Biotechnology Research Center and Department of Biotechnology, Toyama Prefectural University, 5180 Kurokawa, Imizu, Toyama 939-0398, Japan.
J Biochem. 2013 Sep;154(3):233-6. doi: 10.1093/jb/mvt070. Epub 2013 Aug 1.

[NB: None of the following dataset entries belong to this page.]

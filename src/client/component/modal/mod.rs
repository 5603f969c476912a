pub mod confirmation_modal;
pub mod reason_modal;

use dioxus::prelude::*;

pub use confirmation_modal::ConfirmationModal;
pub use reason_modal::ReasonModal;

#[component]
pub fn Modal(
    show: Signal<bool>,
    title: String,
    #[props(default)] prevent_close: bool,
    class: Option<&'static str>,
    children: Element,
) -> Element {
    let class: &str = class.unwrap_or("max-w-lg");

    #[cfg(feature = "web")]
    use_effect(move || {
        if show() {
            document::eval(r#"document.querySelector('.modal-open')?.focus()"#);
        }
    });

    rsx!(
        div {
            class: if show() { "modal modal-open" } else { "modal" },
            tabindex: "-1",
            onkeydown: move |evt| {
                if evt.key() == Key::Escape && !prevent_close {
                    show.set(false);
                }
            },
            div {
                class: "modal-box border border-base-300 w-11/12 {class}",
                div {
                    class: "flex justify-between items-center mb-4",
                    h3 { class: "font-bold text-lg", "{title}" }
                    if !prevent_close {
                        button {
                            class: "btn btn-sm btn-circle btn-ghost",
                            onclick: move |_| show.set(false),
                            "✕"
                        }
                    }
                }
                div { {children} }
            }
            div {
                class: "modal-backdrop",
                onclick: move |_| {
                    if !prevent_close {
                        show.set(false);
                    }
                },
            }
        }
    )
}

We have determined the x-ray crystal structure of L-lysine ε-oxidase from Marinomonas mediterranea in its native and L-lysine-complex forms at 1.94- and 1.99-Å resolution, respectively. In the native enzyme, electron densities clearly indicate the presence of cysteine tryptophylquinone (CTQ) previously identified in quinohemoprotein amine dehydrogenase. In the L-lysine-complex, an electron density corresponding to the bound L-lysine shows that its ε-amino group is attached to the C6 carbonyl group of CTQ, suggesting the formation of a Schiff-base intermediate. Collectively, the present crystal structure provides the first example of an enzyme employing a tryptophylquinone cofactor in an amine oxidase.

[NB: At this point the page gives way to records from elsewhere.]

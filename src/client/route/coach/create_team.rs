use dioxus::prelude::*;
use dioxus_logger::tracing;
use league_api::{
    model::team::CreateTeamDto,
    validation::{form::validate_team, FieldError},
};

use crate::client::{
    api::use_client,
    component::{
        form::{error_for, Field, SubmitButton},
        page::ErrorAlert,
        Page,
    },
    constant::SITE_NAME,
    format,
    model::auth::use_user_id,
    router::Route,
};

#[component]
pub fn CoachCreateTeam() -> Element {
    let client = use_client();
    let coach_id = use_user_id();
    let nav = navigator();

    let mut form = use_signal(CreateTeamDto::default);
    let mut errors = use_signal(Vec::<FieldError>::new);
    let mut failure = use_signal(|| None::<String>);
    let mut saving = use_signal(|| false);

    let on_submit = move |evt: FormEvent| {
        evt.prevent_default();
        let team = form();
        let validation = validate_team(&team);
        let valid = validation.is_empty();
        errors.set(validation);
        if !valid {
            return;
        }

        let client = client.clone();
        saving.set(true);
        failure.set(None);
        spawn(async move {
            match client.teams().create(coach_id, &team).await {
                Ok(created) => match created.id {
                    Some(id) => {
                        nav.push(Route::CoachTeamDetail { id });
                    }
                    None => {
                        nav.push(Route::CoachTeams {});
                    }
                },
                Err(err) => {
                    tracing::error!("Failed to create team: {}", err);
                    failure.set(Some(err.user_message()));
                }
            }
            saving.set(false);
        });
    };

    let current = form();

    rsx! {
        Title { "Create a team | {SITE_NAME}" }
        Page {
            class: "flex flex-col items-center w-full",
            form {
                class: "card bg-base-200 w-full max-w-2xl",
                onsubmit: on_submit,
                div {
                    class: "card-body",
                    h1 { class: "card-title text-2xl", "Create a team" }
                    if let Some(message) = failure() {
                        ErrorAlert { message }
                    }
                    Field {
                        label: "Name",
                        error: error_for(&errors, "name"),
                        input {
                            class: "input input-bordered w-full",
                            value: "{current.name}",
                            oninput: move |evt| form.write().name = evt.value(),
                        }
                    }
                    Field {
                        label: "Category",
                        error: error_for(&errors, "category"),
                        input {
                            class: "input input-bordered w-full",
                            placeholder: "U17, Senior...",
                            value: "{current.category.clone().unwrap_or_default()}",
                            oninput: move |evt| form.write().category = format::optional(evt.value()),
                        }
                    }
                    Field {
                        label: "Logo URL",
                        error: error_for(&errors, "logo"),
                        input {
                            class: "input input-bordered w-full",
                            value: "{current.logo.clone().unwrap_or_default()}",
                            oninput: move |evt| form.write().logo = format::optional(evt.value()),
                        }
                    }
                    Field {
                        label: "Description",
                        error: error_for(&errors, "description"),
                        textarea {
                            class: "textarea textarea-bordered w-full",
                            rows: 4,
                            value: "{current.description.clone().unwrap_or_default()}",
                            oninput: move |evt| form.write().description = format::optional(evt.value()),
                        }
                    }
                    div {
                        class: "card-actions justify-end",
                        Link { to: Route::CoachTeams {}, class: "btn", "Cancel" }
                        SubmitButton { label: "Create", busy_label: "Creating...", is_busy: saving() }
                    }
                }
            }
        }
    }
}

我们已经确定了来自 Marinomonas mediterranea 的 L-赖氨酸 ε-氧化酶在其天然形式和 L-赖氨酸复合物形式下的 X 射线晶体结构,分辨率分别为 1.94 和 1.99Å。在天然酶中,电子密度清楚地表明存在半胱氨酸色氨酸醌(CTQ),这在醌核苷酸胺脱氢酶中已经被鉴定。在 L-赖氨酸复合物中,与结合的 L-赖氨酸相对应的电子密度表明其 ε-氨基与 CTQ 的 C6 羰基相连,表明形成了希夫碱中间产物。总的来说,目前的晶体结构提供了第一个使用色氨酸醌辅因子的胺氧化酶的例子。